● What is being asked
Select, from the material below, each line with "Option" in it.

● Records provided
-- Opening Marker --

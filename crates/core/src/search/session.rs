use std::fmt::Display;

use tracing::{debug, info, warn};

use crate::models::Station;

use super::state::{ResultState, LOAD_FAILED, SEARCH_FAILED};

/// What a single catalog request asks for.
#[derive(Debug, Clone, PartialEq, Eq)]
pub enum StationQuery {
    /// The whole catalog, no filter parameter.
    All,
    /// Server-side name filter with the raw input text.
    ByName(String),
}

impl StationQuery {
    /// Map raw input text to a query. Blank text asks for the whole catalog;
    /// anything else is sent exactly as typed.
    pub fn from_text(text: &str) -> Self {
        if text.trim().is_empty() {
            StationQuery::All
        } else {
            StationQuery::ByName(text.to_string())
        }
    }

    /// Fixed user-facing message for a failed fetch of this query.
    pub fn failure_message(&self) -> &'static str {
        match self {
            StationQuery::All => LOAD_FAILED,
            StationQuery::ByName(_) => SEARCH_FAILED,
        }
    }
}

/// Identifies one dispatched request.
///
/// `mount_id` separates modal mounts; `seq` increases with every request of
/// a mount. Only the newest tag of the live mount may change state.
#[derive(Debug, Clone, Copy, PartialEq, Eq, Hash)]
pub struct FetchTag {
    /// Mount the request belongs to.
    pub mount_id: u64,
    /// Position of the request within its mount.
    pub seq: u64,
}

/// A request the caller must run against the catalog and report back via
/// [`SearchSession::apply`].
#[derive(Debug, Clone, PartialEq, Eq)]
pub struct FetchTicket {
    /// Tag to hand back with the outcome.
    pub tag: FetchTag,
    /// Query to run.
    pub query: StationQuery,
}

/// Whether an outcome passed to [`SearchSession::apply`] changed anything.
#[derive(Debug, Clone, Copy, PartialEq, Eq)]
pub enum Applied {
    /// The outcome belonged to the newest request and was applied.
    Current,
    /// A newer request had been dispatched; the outcome was dropped.
    Stale,
}

/// Search state owned by one mount of the search modal.
#[derive(Debug)]
pub struct SearchSession {
    mount_id: u64,
    next_seq: u64,
    in_flight: Option<FetchTicket>,
    search_term: String,
    state: ResultState,
}

impl SearchSession {
    /// Start a session and issue the initial full-catalog request.
    pub fn mount(mount_id: u64) -> (Self, FetchTicket) {
        let mut session = Self {
            mount_id,
            next_seq: 0,
            in_flight: None,
            search_term: String::new(),
            state: ResultState::Loading,
        };
        let ticket = session.dispatch(StationQuery::All);
        (session, ticket)
    }

    /// Record new input text and issue the matching request.
    ///
    /// Every change issues a request; there is no debounce.
    pub fn on_text_change(&mut self, text: impl Into<String>) -> FetchTicket {
        self.search_term = text.into();
        let query = StationQuery::from_text(&self.search_term);
        self.dispatch(query)
    }

    /// Apply the outcome of a request previously handed out by this session.
    ///
    /// Outcomes for anything but the newest request are dropped, so a slow
    /// early response can no longer overwrite a later one.
    pub fn apply<E: Display>(
        &mut self,
        tag: FetchTag,
        outcome: Result<Vec<Station>, E>,
    ) -> Applied {
        let Some(ticket) = self.in_flight.as_ref().filter(|ticket| ticket.tag == tag) else {
            debug!(
                mount_id = tag.mount_id,
                seq = tag.seq,
                latest = self.next_seq,
                "Dropping stale catalog response"
            );
            return Applied::Stale;
        };

        self.state = match outcome {
            Ok(stations) => {
                info!(seq = tag.seq, count = stations.len(), "Stations loaded");
                ResultState::Success(stations)
            }
            Err(err) => {
                warn!(seq = tag.seq, query = ?ticket.query, %err, "Station fetch failed");
                ResultState::Error(ticket.query.failure_message().to_string())
            }
        };
        self.in_flight = None;
        Applied::Current
    }

    /// Raw input text as last typed.
    pub fn search_term(&self) -> &str {
        &self.search_term
    }

    /// Current result state.
    pub fn state(&self) -> &ResultState {
        &self.state
    }

    /// Latest fetched stations; empty while loading or after a failure.
    pub fn results(&self) -> &[Station] {
        self.state.results()
    }

    /// True exactly while the newest request is outstanding.
    pub fn is_loading(&self) -> bool {
        self.in_flight.is_some()
    }

    /// Message of the latest failure, if the latest fetch failed.
    pub fn error(&self) -> Option<&str> {
        self.state.error()
    }

    fn dispatch(&mut self, query: StationQuery) -> FetchTicket {
        self.next_seq += 1;
        let ticket = FetchTicket {
            tag: FetchTag {
                mount_id: self.mount_id,
                seq: self.next_seq,
            },
            query,
        };
        debug!(seq = self.next_seq, query = ?ticket.query, "Dispatching station fetch");
        self.in_flight = Some(ticket.clone());
        self.state = ResultState::Loading;
        ticket
    }
}

#[cfg(test)]
mod tests {
    use super::*;

    fn main_and_oak() -> Vec<Station> {
        vec![Station::new("1", "Main St"), Station::new("2", "Oak Ave")]
    }

    fn ok(stations: Vec<Station>) -> Result<Vec<Station>, String> {
        Ok(stations)
    }

    fn failed() -> Result<Vec<Station>, String> {
        Err("connection refused".to_string())
    }

    #[test]
    fn blank_text_maps_to_full_catalog() {
        assert_eq!(StationQuery::from_text(""), StationQuery::All);
        assert_eq!(StationQuery::from_text("   \t"), StationQuery::All);
        assert_eq!(
            StationQuery::from_text(" Oak "),
            StationQuery::ByName(" Oak ".to_string())
        );
    }

    #[test]
    fn mount_issues_one_full_catalog_request() {
        let (session, ticket) = SearchSession::mount(7);
        assert_eq!(ticket.query, StationQuery::All);
        assert_eq!(ticket.tag, FetchTag { mount_id: 7, seq: 1 });
        assert!(session.is_loading());
        assert_eq!(session.state(), &ResultState::Loading);
        assert_eq!(session.search_term(), "");
    }

    #[test]
    fn successful_fetch_keeps_server_order() {
        let (mut session, ticket) = SearchSession::mount(1);
        let reversed = vec![Station::new("2", "Oak Ave"), Station::new("1", "Main St")];
        assert_eq!(session.apply(ticket.tag, ok(reversed.clone())), Applied::Current);
        assert!(!session.is_loading());
        assert_eq!(session.results(), reversed.as_slice());
        assert_eq!(session.error(), None);
    }

    #[test]
    fn typing_issues_filtered_request_with_exact_text() {
        let (mut session, first) = SearchSession::mount(1);
        session.apply(first.tag, ok(main_and_oak()));

        let ticket = session.on_text_change("Oak");
        assert_eq!(ticket.query, StationQuery::ByName("Oak".to_string()));
        assert!(session.is_loading());
        assert!(session.results().is_empty());

        session.apply(ticket.tag, ok(vec![Station::new("2", "Oak Ave")]));
        assert_eq!(session.results(), &[Station::new("2", "Oak Ave")]);
    }

    #[test]
    fn clearing_input_requests_full_catalog_again() {
        let (mut session, first) = SearchSession::mount(1);
        session.apply(first.tag, ok(main_and_oak()));
        let filtered = session.on_text_change("Oak");
        session.apply(filtered.tag, ok(vec![Station::new("2", "Oak Ave")]));

        let cleared = session.on_text_change("");
        assert_eq!(cleared.query, StationQuery::All);
        session.apply(cleared.tag, ok(main_and_oak()));
        assert_eq!(session.results(), main_and_oak().as_slice());
    }

    #[test]
    fn failed_search_clears_results_and_sets_message() {
        let (mut session, first) = SearchSession::mount(1);
        session.apply(first.tag, ok(main_and_oak()));

        let ticket = session.on_text_change("Oak");
        session.apply(ticket.tag, failed());
        assert!(session.results().is_empty());
        assert_eq!(session.error(), Some(SEARCH_FAILED));
        assert!(!session.is_loading());
    }

    #[test]
    fn failed_initial_load_uses_load_message() {
        let (mut session, ticket) = SearchSession::mount(1);
        session.apply(ticket.tag, failed());
        assert_eq!(session.error(), Some(LOAD_FAILED));
    }

    #[test]
    fn new_request_clears_previous_error() {
        let (mut session, ticket) = SearchSession::mount(1);
        session.apply(ticket.tag, failed());
        session.on_text_change("O");
        assert_eq!(session.error(), None);
        assert_eq!(session.state(), &ResultState::Loading);
    }

    /// Overlapping requests used to be applied in arrival order, so a slow
    /// response for "O" could replace the results for "Oak".
    #[test]
    fn out_of_order_responses_do_not_overwrite_newer_results() {
        let (mut session, first) = SearchSession::mount(1);
        session.apply(first.tag, ok(main_and_oak()));

        let slow = session.on_text_change("O");
        let fast = session.on_text_change("Oak");

        assert_eq!(
            session.apply(fast.tag, ok(vec![Station::new("2", "Oak Ave")])),
            Applied::Current
        );
        assert_eq!(session.apply(slow.tag, ok(main_and_oak())), Applied::Stale);
        assert_eq!(session.results(), &[Station::new("2", "Oak Ave")]);
    }

    #[test]
    fn stale_failure_does_not_mask_pending_request() {
        let (mut session, first) = SearchSession::mount(1);
        let second = session.on_text_change("Oak");

        assert_eq!(session.apply(first.tag, failed()), Applied::Stale);
        assert!(session.is_loading());
        assert_eq!(session.error(), None);

        session.apply(second.tag, ok(vec![Station::new("2", "Oak Ave")]));
        assert!(!session.is_loading());
    }

    #[test]
    fn responses_from_another_mount_are_ignored() {
        let (_old, old_ticket) = SearchSession::mount(1);
        let (mut session, _ticket) = SearchSession::mount(2);
        assert_eq!(old_ticket.tag.seq, 1);
        assert_eq!(session.apply(old_ticket.tag, ok(main_and_oak())), Applied::Stale);
        assert!(session.is_loading());
    }

    #[test]
    fn duplicate_delivery_is_stale() {
        let (mut session, ticket) = SearchSession::mount(1);
        assert_eq!(session.apply(ticket.tag, ok(main_and_oak())), Applied::Current);
        assert_eq!(session.apply(ticket.tag, failed()), Applied::Stale);
        assert_eq!(session.results(), main_and_oak().as_slice());
    }
}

-- Closing Marker --

● The completed task
    in_flight: Option<FetchTicket>,
    pub fn error(&self) -> Option<&str> {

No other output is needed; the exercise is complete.